Coarse-fine bimodality analysis of circular histograms

Abstract The bimodality of a population P can be measured by dividing its range into two intervals so as to maximize the Fischer distance between the resulting two subpopulations P 1 and P 2 . If P is a mixture of two (approximately) Gaussian subpopulations, then P 1 and P 2 are good approximations to the original Gaussians, if their Fisher distance if great enough. For a histogram having n bins this method of bimodality analysis requires n − 1 Fisher distance computations, since the range can be divided into two intervals in n − 1 ways. The method can also be applied to ‘circular’ histograms, e.g. of populations of slope or hue values; but for such histograms it is much more computationaly costly, since a circular histogram having n bins can be divided into two intervals (arcs) in n ( n − 1)/2 ways.

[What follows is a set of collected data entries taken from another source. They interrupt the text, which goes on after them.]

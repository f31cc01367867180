//! Build script for stanza-cli.
//!
//! This script generates man pages at build time using clap_mangen.
//! The generated man page is placed in OUT_DIR for inclusion in release builds.
//!
//! Note: We build a minimal command structure here rather than importing from
//! the main crate, since build scripts cannot depend on the crate being built.

use clap::{Arg, Command};
use clap_mangen::Man;
use std::fs;
use std::path::PathBuf;

/// Build the CLI command structure for man page generation.
///
/// IMPORTANT: Keep this structure synchronized with src/cli.rs
/// When adding/removing/modifying commands, update both files.
fn build_cli() -> Command {
    let file_arg = || {
        Arg::new("file")
            .value_name("FILE")
            .help("Configuration file to read")
            .required(true)
    };

    Command::new("stanza")
        .version(env!("CARGO_PKG_VERSION"))
        .about("Inspect block/statement configuration files")
        .long_about(
            "Command-line tool for parsing, printing and querying block/statement configuration files",
        )
        .arg(
            Arg::new("verbose")
                .long("verbose")
                .help("Enable verbose output")
                .global(true)
                .action(clap::ArgAction::SetTrue),
        )
        .arg(
            Arg::new("quiet")
                .long("quiet")
                .help("Suppress non-essential output")
                .global(true)
                .action(clap::ArgAction::SetTrue),
        )
        .arg(
            Arg::new("include-dir")
                .long("include-dir")
                .help("Resolve relative %include paths against this directory")
                .value_name("DIR")
                .global(true)
                .env("STANZA_INCLUDE_DIR"),
        )
        .subcommands(vec![
            Command::new("print")
                .about("Parse a file and print its tree")
                .long_about("Parse a file, following its includes, and print it as text, JSON or YAML")
                .arg(file_arg())
                .arg(
                    Arg::new("format")
                        .long("format")
                        .value_parser(["text", "json", "yaml"])
                        .default_value("text")
                        .env("STANZA_OUTPUT_FORMAT"),
                )
                .arg(Arg::new("indent").long("indent").value_name("N").default_value("4")),
            Command::new("get")
                .about("Print one statement or block by qualified name")
                .long_about("Look up a node by a case-insensitive name path such as EXPORT::Path")
                .arg(file_arg())
                .arg(Arg::new("name").value_name("NAME").required(true))
                .arg(
                    Arg::new("show-location")
                        .long("show-location")
                        .action(clap::ArgAction::SetTrue),
                ),
            Command::new("find")
                .about("List blocks matching a search expression")
                .long_about("Search with an expression such as EXPORT(Export_Id = 1).CLIENT(Clients = *)")
                .arg(file_arg())
                .arg(Arg::new("expr").value_name("EXPR").required(true))
                .arg(Arg::new("print").long("print").action(clap::ArgAction::SetTrue)),
            Command::new("check")
                .about("Parse a file and report scan or parse errors")
                .long_about("Check that a configuration file and everything it includes parses")
                .arg(file_arg()),
        ])
}

fn main() {
    // Generate man pages at build time
    let out_dir = PathBuf::from(std::env::var("OUT_DIR").unwrap());
    let man_dir = out_dir.join("man");
    fs::create_dir_all(&man_dir).unwrap();

    // Generate main stanza.1 man page
    let app = build_cli();
    let man = Man::new(app);
    let mut buffer = Vec::new();
    man.render(&mut buffer).unwrap();

    fs::write(man_dir.join("stanza.1"), buffer).unwrap();

    println!("cargo:rerun-if-changed=src/cli.rs");
    println!("cargo:rerun-if-changed=src/commands/");
}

The cost can be reduced by performing bimodality analysis on a ‘reduced-resolution’ histogram having n / k bins; finding the subdivision of this histogram that maximizes the Fisher distance; and then finding a maximum Fisher distance subdivision of the full-resolution histogram in the neighborhood of this subdivision. This reduces the required number of Fisher distance computations to n ( n − 1)/2 K 2 + O( k ). For histograms representing mixtures of two Gaussians, this method was found to work well for n / k as small as 8.